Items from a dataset

######

//! Session engine: bootstrap and per-message ratchet steps.
//!
//! ```text
//!   UNINITIALIZED ──initiate (bundle) / accept (initial message)──▶ ESTABLISHED
//!   ESTABLISHED ──seal / open──▶ ADVANCING ──seal / open──▶ ADVANCING ...
//!   any ──peer identity changes──▶ UNINITIALIZED (sessions discarded)
//! ```
//!
//! Functions here mutate the `SessionRecord` they are given. Callers pass a
//! clone and keep it only when the whole operation succeeds, which is what
//! makes a failed encrypt or decrypt leave the stored session untouched.
//!
//! Every ratchet message is authenticated with
//! `session associated data || header bytes || context label`, where the
//! header bytes are exactly what precedes the ciphertext on the wire.

use peerlock_core::{OneTimePreKeyRecord, SessionRecord, SignedPreKeyRecord};
use peerlock_crypto::{
    CryptoError, DhKeyPair, IdentityPublicKey, InitialKeys, PreKeyBundle, RatchetLimits,
    RatchetState,
    aead::{self, CONTENT_KEY_SIZE},
    kdf::derive_associated_data,
    x3dh,
};
use peerlock_proto::{CurveId, PayloadKind, RatchetMessage, X3dhInit};

use crate::identity::LocalIdentity;

/// Randomness a new initiator session consumes.
pub(crate) struct InitiatorSeeds {
    pub(crate) ephemeral: [u8; 32],
    pub(crate) ratchet: [u8; 32],
    pub(crate) session_id: u64,
}

/// Start a session from a peer's bundle.
///
/// # Errors
///
/// - `InvalidSignature`: the bundle's signed prekey is not signed by its
///   identity key
/// - `InvalidKey`: a bundle key is unusable
pub(crate) fn initiate(
    local: &LocalIdentity,
    peer_device: &str,
    bundle: &PreKeyBundle,
    seeds: InitiatorSeeds,
    now: u64,
) -> Result<SessionRecord, CryptoError> {
    let ephemeral = DhKeyPair::from_seed(seeds.ephemeral);
    let (secret, init) = x3dh::initiate(&local.keys, &ephemeral, bundle)?;
    let ratchet = RatchetState::initiator(&secret, &bundle.signed_prekey, seeds.ratchet)?;

    Ok(SessionRecord {
        session_id: seeds.session_id,
        ratchet,
        associated_data: derive_associated_data(
            &local.public(),
            bundle.identity_key.as_bytes(),
            local.device_id(),
            peer_device,
        ),
        pending_init: Some(X3dhInit {
            identity_key: *init.identity_key.as_bytes(),
            ephemeral_key: init.ephemeral_key,
            signed_prekey_id: init.signed_prekey_id,
            one_time_prekey_id: init.one_time_prekey_id,
        }),
        peer_ephemeral: None,
        created_at: now,
        last_activity: now,
    })
}

/// Rebuild the initiator's session from its initial message.
///
/// The caller has already located the prekeys `init` references.
pub(crate) fn accept(
    local: &LocalIdentity,
    peer_device: &str,
    init: &X3dhInit,
    signed_prekey: &SignedPreKeyRecord,
    one_time_prekey: Option<&OneTimePreKeyRecord>,
    session_id: u64,
    now: u64,
) -> Result<SessionRecord, CryptoError> {
    let spk = DhKeyPair::from_seed(signed_prekey.seed);
    let opk = one_time_prekey.map(|record| DhKeyPair::from_seed(record.seed));
    let initial = InitialKeys {
        identity_key: IdentityPublicKey(init.identity_key),
        ephemeral_key: init.ephemeral_key,
        signed_prekey_id: init.signed_prekey_id,
        one_time_prekey_id: init.one_time_prekey_id,
    };
    let secret = x3dh::respond(&local.keys, &spk, opk.as_ref(), &initial)?;

    Ok(SessionRecord {
        session_id,
        ratchet: RatchetState::responder(&secret, &spk),
        associated_data: derive_associated_data(
            &init.identity_key,
            &local.public(),
            peer_device,
            local.device_id(),
        ),
        pending_init: None,
        peer_ephemeral: Some(init.ephemeral_key),
        created_at: now,
        last_activity: now,
    })
}

/// Encrypt one payload and return the encoded ratchet message.
pub(crate) fn seal(
    session: &mut SessionRecord,
    kind: PayloadKind,
    payload: &[u8],
    context: &str,
    ratchet_seed: [u8; 32],
) -> Result<Vec<u8>, CryptoError> {
    let step = session.ratchet.prepare_send(ratchet_seed)?;

    let mut message = RatchetMessage {
        curve: CurveId::C25519,
        payload: kind,
        index: step.message_key.index(),
        previous_chain_length: step.previous_chain_length,
        ratchet_key: step.ratchet_key,
        x3dh_init: session.pending_init,
        ciphertext: Vec::new(),
    };
    let header = message.encode_header();
    let ad = message_ad(&session.associated_data, &header, context);
    message.ciphertext = aead::seal_with_message_key(&step.message_key, payload, &ad);

    Ok(message.encode())
}

/// Decrypt a ratchet message's payload on this session.
///
/// `header` must be the raw bytes that preceded the ciphertext on the wire.
/// A successful decrypt proves the peer holds this session, so any pending
/// X3DH init is dropped from later messages.
pub(crate) fn open(
    session: &mut SessionRecord,
    message: &RatchetMessage,
    header: &[u8],
    context: &str,
    limits: RatchetLimits,
) -> Result<Vec<u8>, CryptoError> {
    let key = session.ratchet.receive_key(
        &message.ratchet_key,
        message.index,
        message.previous_chain_length,
        limits,
    )?;
    let ad = message_ad(&session.associated_data, header, context);
    let payload = aead::open_with_message_key(&key, &message.ciphertext, &ad)?;

    session.pending_init = None;
    Ok(payload)
}

/// Encrypt the shared ciphertext under a content key.
pub(crate) fn seal_shared(
    content_key: &[u8; CONTENT_KEY_SIZE],
    plaintext: &[u8],
    sender: &str,
    context: &str,
) -> Vec<u8> {
    aead::seal_with_content_key(content_key, plaintext, &shared_ad(sender, context))
}

/// Decrypt the shared ciphertext with the content key a ratchet message
/// carried.
pub(crate) fn open_shared(
    content_key: &[u8],
    cipher_message: &[u8],
    sender: &str,
    context: &str,
) -> Result<Vec<u8>, CryptoError> {
    let key: &[u8; CONTENT_KEY_SIZE] =
        content_key.try_into().map_err(|_| CryptoError::DecryptionFailed {
            reason: format!("content key is {} bytes", content_key.len()),
        })?;
    aead::open_with_content_key(key, cipher_message, &shared_ad(sender, context))
}

fn message_ad(session_ad: &[u8; 32], header: &[u8], context: &str) -> Vec<u8> {
    let mut ad = Vec::with_capacity(session_ad.len() + header.len() + context.len());
    ad.extend_from_slice(session_ad);
    ad.extend_from_slice(header);
    ad.extend_from_slice(context.as_bytes());
    ad
}

fn shared_ad(sender: &str, context: &str) -> Vec<u8> {
    let mut ad = Vec::with_capacity(4 + sender.len() + context.len());
    ad.extend_from_slice(&(sender.len() as u32).to_be_bytes());
    ad.extend_from_slice(sender.as_bytes());
    ad.extend_from_slice(context.as_bytes());
    ad
}

#[cfg(test)]
mod tests {
    use peerlock_core::LocalUserRecord;
    use peerlock_crypto::{IdentityKeyPair, keys::signed_prekey_message};

    use super::*;

    fn identity(device_id: &str, seed: u8) -> LocalIdentity {
        let keys = IdentityKeyPair::from_seed(&[seed; 32]);
        LocalIdentity {
            record: LocalUserRecord {
                device_id: device_id.to_string(),
                server_url: "https://keys.example".into(),
                curve: CurveId::C25519,
                identity_seed: [seed; 32],
                identity_public: *keys.public().as_bytes(),
                initial_opk_count: 1,
                created_at: 0,
            },
            keys,
        }
    }

    struct Prekeys {
        spk: SignedPreKeyRecord,
        opk: OneTimePreKeyRecord,
    }

    fn prekeys(owner: &LocalIdentity) -> Prekeys {
        let spk_pair = DhKeyPair::from_seed([0x51; 32]);
        let opk_pair = DhKeyPair::from_seed([0x52; 32]);
        Prekeys {
            spk: SignedPreKeyRecord {
                id: 11,
                seed: spk_pair.secret_bytes(),
                public: spk_pair.public(),
                signature: owner.keys.sign(&signed_prekey_message(11, &spk_pair.public())).to_vec(),
                created_at: 0,
                retired_at: None,
                accepted_ephemerals: Vec::new(),
            },
            opk: OneTimePreKeyRecord {
                id: 22,
                seed: opk_pair.secret_bytes(),
                public: opk_pair.public(),
                dispatched_at: None,
            },
        }
    }

    fn bundle(owner: &LocalIdentity, keys: &Prekeys) -> PreKeyBundle {
        let Ok(signature) = keys.spk.signature.as_slice().try_into() else {
            unreachable!("signatures are 64 bytes");
        };
        PreKeyBundle {
            identity_key: owner.keys.public(),
            signed_prekey_id: keys.spk.id,
            signed_prekey: keys.spk.public,
            signed_prekey_signature: signature,
            one_time_prekey: Some((keys.opk.id, keys.opk.public)),
        }
    }

    fn seeds(tag: u8) -> InitiatorSeeds {
        InitiatorSeeds { ephemeral: [tag; 32], ratchet: [tag.wrapping_add(1); 32], session_id: 1 }
    }

    /// Alice initiates, Bob accepts from the first message.
    fn established() -> (SessionRecord, SessionRecord, Vec<u8>) {
        let alice = identity("alice", 1);
        let bob = identity("bob", 2);
        let keys = prekeys(&bob);

        let mut alice_session = initiate(&alice, "bob", &bundle(&bob, &keys), seeds(3), 0).unwrap();
        let wire = seal(&mut alice_session, PayloadKind::Plaintext, b"hello", "bob", [4; 32]).unwrap();

        let (message, _) = RatchetMessage::decode(&wire).unwrap();
        let init = message.x3dh_init.unwrap();
        let bob_session = accept(&bob, "alice", &init, &keys.spk, Some(&keys.opk), 2, 0).unwrap();
        (alice_session, bob_session, wire)
    }

    #[test]
    fn first_message_carries_init_and_decrypts() {
        let (_, mut bob, wire) = established();
        let (message, header_len) = RatchetMessage::decode(&wire).unwrap();

        let plaintext =
            open(&mut bob, &message, &wire[..header_len], "bob", RatchetLimits::default()).unwrap();
        assert_eq!(plaintext, b"hello");
    }

    #[test]
    fn reply_clears_pending_init() {
        let (mut alice, mut bob, wire) = established();
        let (message, header_len) = RatchetMessage::decode(&wire).unwrap();
        open(&mut bob, &message, &wire[..header_len], "bob", RatchetLimits::default()).unwrap();

        let reply = seal(&mut bob, PayloadKind::Plaintext, b"hi", "alice", [5; 32]).unwrap();
        let (reply_message, reply_header) = RatchetMessage::decode(&reply).unwrap();
        assert!(reply_message.x3dh_init.is_none());

        assert!(alice.pending_init.is_some());
        let plaintext =
            open(&mut alice, &reply_message, &reply[..reply_header], "alice", RatchetLimits::default())
                .unwrap();
        assert_eq!(plaintext, b"hi");
        assert!(alice.pending_init.is_none());

        let next = seal(&mut alice, PayloadKind::Plaintext, b"again", "bob", [6; 32]).unwrap();
        assert!(RatchetMessage::decode(&next).unwrap().0.x3dh_init.is_none());
    }

    #[test]
    fn context_label_is_authenticated() {
        let (_, mut bob, wire) = established();
        let (message, header_len) = RatchetMessage::decode(&wire).unwrap();

        let result = open(&mut bob, &message, &wire[..header_len], "carol", RatchetLimits::default());
        assert!(matches!(result, Err(CryptoError::DecryptionFailed { .. })));
    }

    #[test]
    fn header_is_authenticated() {
        let (_, mut bob, mut wire) = established();
        // Flip a reserved header byte: decodes the same, authenticates differently
        wire[3] ^= 0xFF;
        let (message, header_len) = RatchetMessage::decode(&wire).unwrap();

        let result = open(&mut bob, &message, &wire[..header_len], "bob", RatchetLimits::default());
        assert!(result.is_err());
    }

    #[test]
    fn wrong_one_time_prekey_is_rejected() {
        let (_, _, wire) = established();
        let bob = identity("bob", 2);
        let keys = prekeys(&bob);
        let init = RatchetMessage::decode(&wire).unwrap().0.x3dh_init.unwrap();

        let result = accept(&bob, "alice", &init, &keys.spk, None, 2, 0);
        assert!(matches!(result, Err(CryptoError::InvalidKey { .. })));
    }

    #[test]
    fn shared_ciphertext_roundtrip_binds_sender() {
        let key = [0x33; CONTENT_KEY_SIZE];
        let cipher = seal_shared(&key, b"group text", "alice", "friends");

        assert_eq!(open_shared(&key, &cipher, "alice", "friends").unwrap(), b"group text");
        assert!(open_shared(&key, &cipher, "mallory", "friends").is_err());
        assert!(open_shared(&key[..16], &cipher, "alice", "friends").is_err());
    }
}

######

▶ **How to complete this task**: Your answer should consist of all lines above that include the string "what".

▶ **Answer for the task**:
//! clone and keep it only when the whole operation succeeds, which is what
//! header bytes are exactly what precedes the ciphertext on the wire.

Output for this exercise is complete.